Dès la Symphonie n° 88 de Haydn qui sert d’ouverture au programme, on est frappé par les couleurs de l’orchestre, par l’imagination du chef pour donner une vie intense à des pages qui sont rarement mises aussi bien en relief avec toutes leurs trouvailles d’écriture, leur dynamisme, leur imagination harmonique permanente. L’Allegro con spirito final est en particulier traité avec une verve épatante et un entrain aussi débridé que la rigueur de la forme le permet.

On attendait ensuite beaucoup du jeune Rafal Blechacz, qui finit d’ailleurs quand même par avoir vingt-cinq ans et commence à ne plus être vraiment un « jeune » pianiste. Le Quatrième Concerto de Beethoven convient bien à sa sensibilité et à la délicatesse de son toucher, encore que le piano n’ait pas vraiment permis à toutes ses qualités de s’épanouir.
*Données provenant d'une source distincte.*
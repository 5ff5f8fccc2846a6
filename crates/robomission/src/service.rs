//! Wiring of the two long-lived workers: the state machine and the result collector.

use crate::collector::{self, CollectorReport};
use crate::config::Settings;
use crate::driver::RobotDriver;
use crate::events::EventBus;
use crate::machine::{StateMachine, StateMachineHandle};
use crate::mission_source::{MissionSource, PredefinedMissions};
use crate::scheduling::SchedulingUtilities;
use crate::storage::{LocalStorage, StorageHandler};
use std::sync::Arc;
use tokio::task::JoinHandle;
use tracing::error;

/// Running service. Must be created inside a tokio runtime.
pub struct Service {
    events: EventBus,
    machine: StateMachineHandle,
    scheduling: SchedulingUtilities,
    machine_worker: JoinHandle<()>,
    collector_worker: JoinHandle<CollectorReport>,
}

impl Service {
    pub fn start(
        settings: &Settings,
        driver: Arc<dyn RobotDriver>,
        source: Arc<dyn MissionSource>,
        handlers: Vec<Arc<dyn StorageHandler>>,
    ) -> Self {
        let events = EventBus::new(settings.event_capacity);
        let (results, collector) =
            collector::channel(settings.collector.clone(), handlers, events.clone());
        let collector_worker = tokio::spawn(collector.run());
        let (machine, machine_worker) =
            StateMachine::spawn(settings.machine.clone(), driver, results, events.clone());
        let scheduling = SchedulingUtilities::new(source, machine.clone());
        Self {
            events,
            machine,
            scheduling,
            machine_worker,
            collector_worker,
        }
    }

    /// Predefined missions and local storage taken from `settings`.
    pub fn from_settings(settings: &Settings, driver: Arc<dyn RobotDriver>) -> Self {
        let source = Arc::new(PredefinedMissions::new(
            settings.predefined_missions_folder.clone(),
        ));
        let storage: Arc<dyn StorageHandler> =
            Arc::new(LocalStorage::new(settings.results_root.clone()));
        Self::start(settings, driver, source, vec![storage])
    }

    #[must_use]
    pub fn events(&self) -> &EventBus {
        &self.events
    }

    #[must_use]
    pub fn machine(&self) -> &StateMachineHandle {
        &self.machine
    }

    #[must_use]
    pub fn scheduling(&self) -> &SchedulingUtilities {
        &self.scheduling
    }

    /// Stop any active mission, end the state machine, then let the collector
    /// drain everything already submitted.
    pub async fn shutdown(self) -> CollectorReport {
        self.machine.shutdown().await;
        if let Err(err) = self.machine_worker.await {
            error!(error = %err, "state machine worker failed");
        }
        match self.collector_worker.await {
            Ok(report) => report,
            Err(err) => {
                error!(error = %err, "result collector worker failed");
                CollectorReport::default()
            }
        }
    }
}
De son un peu trop clair, sans beaucoup de chaleur, l’instrument ne rend que partiellement justice à toutes les intentions de l’interprète. Comme beaucoup d’instrumentistes de cette génération, Blechacz nous donne une lecture personnelle de Beethoven. Sans provocation, mais avec un esprit neuf, que l’on sent formé autant à l’école des maîtres qu’au contact d’une civilisation en totale mutation, il apporte une lumière, un regard qui surprennent par leur fraîcheur qui n’exclut pas du tout une vraie profondeur de pensée.

Il y a de la sensibilité, une bonne connaissance historique mais une sorte d’affirmation assez crâne d’appartenir à un siècle nouveau, une volonté d’être soi-même en assumant une émotivité contemporaine. On pense, dans la même veine, à ce que l’on a pu constater du travail de Renaud Capuçon et de Frank Braley sur les sonates pour piano et violon. Et puis le virtuose reste aussi brillant, aussi magique.
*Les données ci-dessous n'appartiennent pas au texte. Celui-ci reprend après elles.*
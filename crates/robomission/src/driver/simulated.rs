//! In-process robot used by tests and the CLI.
//!
//! Each `execute` consumes the next scripted [`SimulatedOutcome`] (default
//! [`SimulatedOutcome::Succeed`]). A task stays in progress for
//! `task_duration`, then resolves. The robot "arrives" at the task pose shifted
//! by `pose_offset`, which is also the pose recorded for captured artifacts.

use crate::driver::RobotDriver;
use crate::error::{DriverError, TaskFailure};
use crate::model::{
    CapturedArtifact, DriverStatus, MediaType, MissionStatus, Pose, Position, RobotState,
    RobotStatus, Task, TaskId, TaskOutcome,
};
use async_trait::async_trait;
use parking_lot::Mutex;
use std::collections::VecDeque;
use std::time::{Duration, Instant};

/// Scripted result of one `execute` call.
#[derive(Clone, Debug, PartialEq)]
pub enum SimulatedOutcome {
    /// Succeed, capturing the task kind's media if it is an inspection.
    Succeed,
    /// Succeed and capture exactly these media, whatever the task kind.
    SucceedWith { media: Vec<MediaType> },
    /// Finish with only `media` captured and report the task partially successful.
    SucceedPartially {
        media: Vec<MediaType>,
        reason: String,
    },
    FailRecoverable(String),
    FailFatal(String),
    /// Never finish.
    Hang,
    /// Lose the link: every poll reports the driver unavailable.
    Unavailable,
}

#[derive(Clone, Debug)]
pub struct SimulationConfig {
    /// Time a task stays in progress before resolving.
    pub task_duration: Duration,
    /// Difference between the commanded pose and the pose actually reached.
    pub pose_offset: (f64, f64, f64),
    pub battery_level: f32,
    /// Number of leading `stop` calls that fail.
    pub failing_stops: u32,
    /// Report the robot unreachable from `robot_state`.
    pub offline: bool,
}

impl Default for SimulationConfig {
    fn default() -> Self {
        Self {
            task_duration: Duration::from_millis(200),
            pose_offset: (0.05, -0.02, 0.0),
            battery_level: 87.5,
            failing_stops: 0,
            offline: false,
        }
    }
}

struct ActiveTask {
    task: Task,
    started: Instant,
    outcome: SimulatedOutcome,
}

#[derive(Default)]
struct SimState {
    script: VecDeque<SimulatedOutcome>,
    active: Option<ActiveTask>,
    executed: Vec<TaskId>,
    stop_calls: u32,
    failing_stops: u32,
    pose: Option<Pose>,
    link_lost: bool,
}

pub struct SimulatedDriver {
    config: SimulationConfig,
    state: Mutex<SimState>,
}

impl Default for SimulatedDriver {
    fn default() -> Self {
        Self::new(SimulationConfig::default())
    }
}

impl SimulatedDriver {
    #[must_use]
    pub fn new(config: SimulationConfig) -> Self {
        let state = SimState {
            failing_stops: config.failing_stops,
            ..SimState::default()
        };
        Self {
            config,
            state: Mutex::new(state),
        }
    }

    /// Queue outcomes for the next `execute` calls, in order.
    #[must_use]
    pub fn with_script(self, outcomes: impl IntoIterator<Item = SimulatedOutcome>) -> Self {
        self.state.lock().script.extend(outcomes);
        self
    }

    pub fn push_outcome(&self, outcome: SimulatedOutcome) {
        self.state.lock().script.push_back(outcome);
    }

    /// Task ids in the order `execute` received them, retries included.
    #[must_use]
    pub fn executed_tasks(&self) -> Vec<TaskId> {
        self.state.lock().executed.clone()
    }

    #[must_use]
    pub fn stop_calls(&self) -> u32 {
        self.state.lock().stop_calls
    }

    fn reached_pose(&self, task: &Task) -> Pose {
        let (dx, dy, dz) = self.config.pose_offset;
        Pose {
            position: task.pose.position.offset(dx, dy, dz),
            ..task.pose
        }
    }

    fn resolve(&self, active: &ActiveTask) -> (TaskOutcome, Vec<CapturedArtifact>) {
        match &active.outcome {
            SimulatedOutcome::Succeed => {
                let media: Vec<MediaType> = active.task.kind.media_type().into_iter().collect();
                (TaskOutcome::Successful, capture(&active.task, &media))
            }
            SimulatedOutcome::SucceedWith { media } => {
                (TaskOutcome::Successful, capture(&active.task, media))
            }
            SimulatedOutcome::SucceedPartially { media, reason } => (
                TaskOutcome::PartiallySuccessful(reason.clone()),
                capture(&active.task, media),
            ),
            SimulatedOutcome::FailRecoverable(reason) => (
                TaskOutcome::Failed(TaskFailure::recoverable(reason.clone())),
                Vec::new(),
            ),
            SimulatedOutcome::FailFatal(reason) => (
                TaskOutcome::Failed(TaskFailure::fatal(reason.clone())),
                Vec::new(),
            ),
            SimulatedOutcome::Hang | SimulatedOutcome::Unavailable => {
                (TaskOutcome::InProgress, Vec::new())
            }
        }
    }
}

fn capture(task: &Task, media: &[MediaType]) -> Vec<CapturedArtifact> {
    media
        .iter()
        .map(|media_type| {
            let payload = format!("simulated {media_type} for task {}", task.id);
            CapturedArtifact::new(*media_type, payload.into_bytes())
        })
        .collect()
}

#[async_trait]
impl RobotDriver for SimulatedDriver {
    async fn execute(&self, task: &Task) -> Result<(), DriverError> {
        let mut state = self.state.lock();
        if state.link_lost {
            return Err(DriverError::Unavailable("simulated link lost".to_string()));
        }
        let outcome = state.script.pop_front().unwrap_or(SimulatedOutcome::Succeed);
        state.executed.push(task.id);
        state.active = Some(ActiveTask {
            task: task.clone(),
            started: Instant::now(),
            outcome,
        });
        Ok(())
    }

    async fn poll_status(&self) -> Result<DriverStatus, DriverError> {
        let mut state = self.state.lock();
        let Some(active) = state.active.as_ref() else {
            return Err(DriverError::Communication(
                "no task is executing".to_string(),
            ));
        };
        if active.outcome == SimulatedOutcome::Unavailable {
            state.link_lost = true;
            return Err(DriverError::Unavailable("simulated link lost".to_string()));
        }
        let task_id = Some(active.task.id);
        if active.outcome == SimulatedOutcome::Hang
            || active.started.elapsed() < self.config.task_duration
        {
            let mut status = DriverStatus::in_progress(task_id);
            status.pose = state.pose;
            return Ok(status);
        }
        let pose = self.reached_pose(&active.task);
        let (outcome, artifacts) = self.resolve(active);
        state.active = None;
        state.pose = Some(pose);
        Ok(DriverStatus {
            task_id,
            outcome,
            pose: Some(pose),
            artifacts,
        })
    }

    async fn stop(&self) -> Result<(), DriverError> {
        let mut state = self.state.lock();
        state.stop_calls += 1;
        if state.failing_stops > 0 {
            state.failing_stops -= 1;
            return Err(DriverError::Communication(
                "simulated stop not confirmed".to_string(),
            ));
        }
        state.active = None;
        Ok(())
    }

    async fn robot_state(&self) -> Result<RobotState, DriverError> {
        if self.config.offline {
            return Err(DriverError::Unavailable("simulated robot offline".to_string()));
        }
        let state = self.state.lock();
        if state.link_lost {
            return Err(DriverError::Unavailable("simulated link lost".to_string()));
        }
        let busy = state.active.is_some();
        Ok(RobotState {
            pose: state.pose,
            battery_level: Some(self.config.battery_level),
            status: if busy {
                RobotStatus::Busy
            } else {
                RobotStatus::Available
            },
            mission_status: busy.then_some(MissionStatus::InProgress),
        })
    }
}

/// Home pose used by the bundled demo missions.
#[must_use]
pub fn home_pose() -> Pose {
    Pose::at(Position::new(0.0, 0.0, 0.0, crate::model::Frame::Asset))
}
La seconde partie du concert est consacrée à la Symphonie en ré mineur de César Franck, page majeure de notre patrimoine musical et qui fait mentir ces esprits ironiques qui se plaisent à dire : « Les Français n’ont écrit qu’une seule symphonie et ils l’appellent Fantastique. »

Bien moins populaire, c’est vrai, que celle de Berlioz, la symphonie de Franck n’en a pas non plus les multiples perfections et attraits. Œuvre un peu intermédiaire dans une période très évolutive de l’histoire de la musique, elle déroute forcément par la coexistence qu’on y entend de références très académiques et d’idées nouvelles qui diffèrent pourtant des grandes tendances d’outre-Rhin initiées par Wagner et déjà Mahler.
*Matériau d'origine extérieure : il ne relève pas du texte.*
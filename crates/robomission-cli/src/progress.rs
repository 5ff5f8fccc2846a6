//! Per-task progress output using indicatif.

use indicatif::{ProgressBar, ProgressStyle};
use robomission::{Event, MissionId, MissionStatus, TaskStatus};
use std::io::Write;
use std::time::Duration;
use tokio::sync::broadcast::{self, error::RecvError};

/// Renders mission events on stderr, one spinner per running task.
pub struct MissionProgress {
    mission_id: MissionId,
    spinner: Option<ProgressBar>,
    total_tasks: usize,
    current: String,
}

impl MissionProgress {
    pub fn new(mission_id: MissionId) -> Self {
        Self {
            mission_id,
            spinner: None,
            total_tasks: 0,
            current: String::new(),
        }
    }

    /// Consume events until the mission finishes or the bus closes.
    pub async fn follow(mut self, mut events: broadcast::Receiver<Event>) {
        loop {
            match events.recv().await {
                Ok(event) => {
                    if self.on_event(&event) {
                        break;
                    }
                }
                Err(RecvError::Lagged(_)) => {}
                Err(RecvError::Closed) => break,
            }
        }
        self.clear();
    }

    /// Returns `true` once the followed mission has finished.
    fn on_event(&mut self, event: &Event) -> bool {
        match event {
            Event::MissionStarted {
                mission_id,
                name,
                total_tasks,
            } if *mission_id == self.mission_id => {
                self.total_tasks = *total_tasks;
                let _ = writeln!(
                    std::io::stderr(),
                    "mission started: {name} ({total_tasks} tasks)"
                );
            }
            Event::TaskStarted {
                mission_id,
                index,
                kind,
                ..
            } if *mission_id == self.mission_id => {
                self.clear();
                let total = self.total_tasks;
                self.current = format!("[{index}/{total}] {kind}");
                let pb = ProgressBar::new_spinner();
                pb.set_style(
                    ProgressStyle::default_spinner()
                        .template("{spinner:.cyan} [{elapsed_precise}] {msg}")
                        .unwrap_or_else(|_| ProgressStyle::default_spinner()),
                );
                pb.set_message(self.current.clone());
                pb.enable_steady_tick(Duration::from_millis(100));
                self.spinner = Some(pb);
            }
            Event::TaskRetrying {
                mission_id,
                attempt,
                reason,
                ..
            } if *mission_id == self.mission_id => {
                if let Some(pb) = &self.spinner {
                    let current = &self.current;
                    pb.set_message(format!("{current} (retry after attempt {attempt}: {reason})"));
                }
            }
            Event::TaskFinished {
                mission_id, status, ..
            } if *mission_id == self.mission_id => {
                self.clear();
                let icon = match status {
                    TaskStatus::Successful => "\x1b[32m✓\x1b[0m",
                    TaskStatus::PartiallySuccessful => "\x1b[33m~\x1b[0m",
                    TaskStatus::Failed => "\x1b[31m✗\x1b[0m",
                    TaskStatus::NotStarted | TaskStatus::InProgress => "\x1b[33m-\x1b[0m",
                };
                let _ = writeln!(std::io::stderr(), "  {icon} {}", self.current);
            }
            Event::MissionFinished { mission } if mission.id == self.mission_id => {
                self.clear();
                let status_msg = match mission.status {
                    MissionStatus::Successful => "\x1b[32msuccessful\x1b[0m".to_string(),
                    MissionStatus::PartiallySuccessful => {
                        "\x1b[33mpartially successful\x1b[0m".to_string()
                    }
                    other => format!("\x1b[31m{other}\x1b[0m"),
                };
                let _ = writeln!(
                    std::io::stderr(),
                    "mission {status_msg}: {}/{} tasks finished",
                    mission.finished_tasks(),
                    mission.tasks.len()
                );
                return true;
            }
            _ => {}
        }
        false
    }

    fn clear(&mut self) {
        if let Some(pb) = self.spinner.take() {
            pb.finish_and_clear();
        }
    }
}
// Test module - relaxed lint rules
#![allow(clippy::default_trait_access)]
#![allow(clippy::indexing_slicing)]
#![allow(clippy::unreadable_literal)]
#![allow(clippy::cast_lossless)]
#![allow(clippy::inefficient_to_string)]
#![allow(clippy::panic)]
#![allow(clippy::manual_assert)]
#![allow(clippy::uninlined_format_args)]
#![allow(clippy::unwrap_used)]
#![allow(clippy::expect_used)]
#![allow(clippy::cast_possible_truncation)]
#![allow(missing_docs)]

//! Result collector behaviour with unreliable storage handlers.

use std::sync::Arc;
use std::time::Duration;

use async_trait::async_trait;
use parking_lot::Mutex;
use robomission::collector;
use robomission::storage::{LocalStorage, StorageHandler, StoredLocation};
use robomission::{
    CapturedArtifact, CollectorConfig, CollectorReport, Event, EventBus, Frame, InspectionId,
    InspectionResult, Mission, Pose, Position, StorageError, Task,
};

/// Fails the first `failures` calls for each inspection, then records it.
struct Flaky {
    name: String,
    failures: u32,
    attempts: Mutex<Vec<InspectionId>>,
    stored: Mutex<Vec<InspectionId>>,
}

impl Flaky {
    fn new(name: &str, failures: u32) -> Arc<Self> {
        Arc::new(Self {
            name: name.to_string(),
            failures,
            attempts: Mutex::new(Vec::new()),
            stored: Mutex::new(Vec::new()),
        })
    }
}

#[async_trait]
impl StorageHandler for Flaky {
    fn name(&self) -> &str {
        &self.name
    }

    async fn store(&self, result: &InspectionResult) -> Result<StoredLocation, StorageError> {
        let previous = {
            let mut attempts = self.attempts.lock();
            let previous = attempts.iter().filter(|id| **id == result.id).count();
            attempts.push(result.id);
            previous
        };
        if previous < self.failures as usize {
            return Err(StorageError::Unavailable(format!("{} is down", self.name)));
        }
        self.stored.lock().push(result.id);
        Ok(StoredLocation(format!("{}://{}", self.name, result.id)))
    }
}

/// Never answers.
struct Stuck;

#[async_trait]
impl StorageHandler for Stuck {
    fn name(&self) -> &str {
        "stuck"
    }

    async fn store(&self, _result: &InspectionResult) -> Result<StoredLocation, StorageError> {
        std::future::pending().await
    }
}

fn config() -> CollectorConfig {
    CollectorConfig {
        inbox_capacity: 32,
        max_retry_attempts: 4,
        retry_base_ms: 2,
        max_retry_wait_ms: 10,
        store_timeout_ms: 1_000,
    }
}

fn mission(name: &str) -> Mission {
    let pose = Pose::at(Position::new(3.0, 1.0, 0.0, Frame::Asset));
    let target = Position::new(3.0, 2.0, 1.0, Frame::Asset);
    Mission::new(
        name,
        vec![
            Task::take_image(pose, target),
            Task::take_thermal_image(pose, target),
        ],
    )
}

fn results(mission: &Mission) -> Vec<InspectionResult> {
    mission
        .tasks
        .iter()
        .map(|task| {
            let media = task.kind.media_type().unwrap();
            let artifact = CapturedArtifact::new(media, b"payload".to_vec());
            InspectionResult::from_capture(mission, task, task.pose, vec![artifact])
        })
        .collect()
}

#[tokio::test]
async fn retried_results_keep_submission_order_per_mission() {
    let flaky = Flaky::new("flaky", 2);
    let handlers: Vec<Arc<dyn StorageHandler>> = vec![flaky.clone()];
    let (sender, worker) = collector::channel(config(), handlers, EventBus::new(64));
    let worker = tokio::spawn(worker.run());

    let north = mission("north");
    let south = mission("south");
    let north_results = results(&north);
    let south_results = results(&south);
    let expected_north: Vec<InspectionId> = north_results.iter().map(|r| r.id).collect();
    let expected_south: Vec<InspectionId> = south_results.iter().map(|r| r.id).collect();
    for (a, b) in north_results.into_iter().zip(south_results) {
        sender.submit(a);
        sender.submit(b);
    }
    drop(sender);

    let report = tokio::time::timeout(Duration::from_secs(5), worker)
        .await
        .unwrap()
        .unwrap();
    assert_eq!(report.stored, 4);
    assert_eq!(report.retries, 8);

    let stored = flaky.stored.lock().clone();
    let north_order: Vec<InspectionId> = stored
        .iter()
        .copied()
        .filter(|id| expected_north.contains(id))
        .collect();
    let south_order: Vec<InspectionId> = stored
        .iter()
        .copied()
        .filter(|id| expected_south.contains(id))
        .collect();
    assert_eq!(north_order, expected_north);
    assert_eq!(south_order, expected_south);
}

#[tokio::test]
async fn broken_handler_does_not_block_healthy_one() {
    let tmp = tempfile::tempdir().unwrap();
    let broken = Flaky::new("broken", u32::MAX);
    let local: Arc<dyn StorageHandler> = Arc::new(LocalStorage::new(tmp.path()));
    let handlers: Vec<Arc<dyn StorageHandler>> = vec![broken.clone(), local];
    let events = EventBus::new(64);
    let mut rx = events.subscribe();
    let (sender, worker) = collector::channel(config(), handlers, events);

    let mission = mission("east");
    for result in results(&mission) {
        sender.submit(result);
    }
    drop(sender);
    let report = worker.run().await;

    assert_eq!(report.stored, 2);
    assert_eq!(report.failed, 2);
    assert_eq!(broken.attempts.lock().len(), 10);
    let written = std::fs::read_dir(tmp.path().join(mission.id.to_string()))
        .unwrap()
        .count();
    assert_eq!(written, 4);

    let mut failed = 0;
    let mut stored = 0;
    let mut queued = 0;
    while let Ok(event) = rx.try_recv() {
        match event {
            Event::InspectionQueued { .. } => queued += 1,
            Event::InspectionStored { handler, .. } => {
                assert_eq!(handler, "local");
                stored += 1;
            }
            Event::InspectionFailed { handler, error, .. } => {
                assert_eq!(handler, "broken");
                assert!(error.contains("broken is down"));
                failed += 1;
            }
            _ => {}
        }
    }
    assert_eq!((queued, stored, failed), (2, 2, 2));
}

#[tokio::test]
async fn full_inbox_reports_instead_of_blocking() {
    let config = CollectorConfig {
        inbox_capacity: 1,
        ..config()
    };
    let events = EventBus::new(16);
    let mut rx = events.subscribe();
    let (sender, worker) = collector::channel(config, Vec::new(), events);

    let mission = mission("west");
    for result in results(&mission) {
        sender.submit(result);
    }

    let mut dropped = 0;
    while let Ok(event) = rx.try_recv() {
        if let Event::InspectionFailed { handler, .. } = event {
            assert_eq!(handler, "collector");
            dropped += 1;
        }
    }
    assert_eq!(dropped, 1);
    drop(sender);
    let report = worker.run().await;
    assert_eq!(report, CollectorReport::default());
}

#[tokio::test]
async fn hanging_handler_times_out_without_stalling_the_collector() {
    let tmp = tempfile::tempdir().unwrap();
    let stuck: Arc<dyn StorageHandler> = Arc::new(Stuck);
    let local: Arc<dyn StorageHandler> = Arc::new(LocalStorage::new(tmp.path()));
    let config = CollectorConfig {
        max_retry_attempts: 1,
        store_timeout_ms: 50,
        ..config()
    };
    let events = EventBus::new(64);
    let mut rx = events.subscribe();
    let (sender, worker) = collector::channel(config, vec![stuck, local], events);

    let mission = mission("north");
    for result in results(&mission) {
        sender.submit(result);
    }
    drop(sender);
    let report = tokio::time::timeout(Duration::from_secs(5), worker.run())
        .await
        .expect("collector stalled on a hanging handler");

    assert_eq!(report.stored, 2);
    assert_eq!(report.failed, 2);
    assert_eq!(report.retries, 2);
    assert!(tmp.path().join(mission.id.to_string()).is_dir());

    let mut timed_out = 0;
    while let Ok(event) = rx.try_recv() {
        if let Event::InspectionFailed { handler, error, .. } = event {
            assert_eq!(handler, "stuck");
            assert!(error.contains("did not answer within 50ms"), "{error}");
            timed_out += 1;
        }
    }
    assert_eq!(timed_out, 2);
}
Son ampleur, la clarté de sa thématique, les larges développements donnés à l’harmonie – celle de l’Orchestre de Paris s’y montre particulièrement brillante et efficace – s’imposent fortement grâce aussi au caractère très enlevé et parfaitement structuré de la direction d’un Paavo Järvi vraiment inspiré et à l’investissement de tout l’orchestre.

Grand succès public à la clé, tant pour la formation que pour son chef. Comme l’aurait dit Madame Laetizia : « Pourvou qué ça doure ! »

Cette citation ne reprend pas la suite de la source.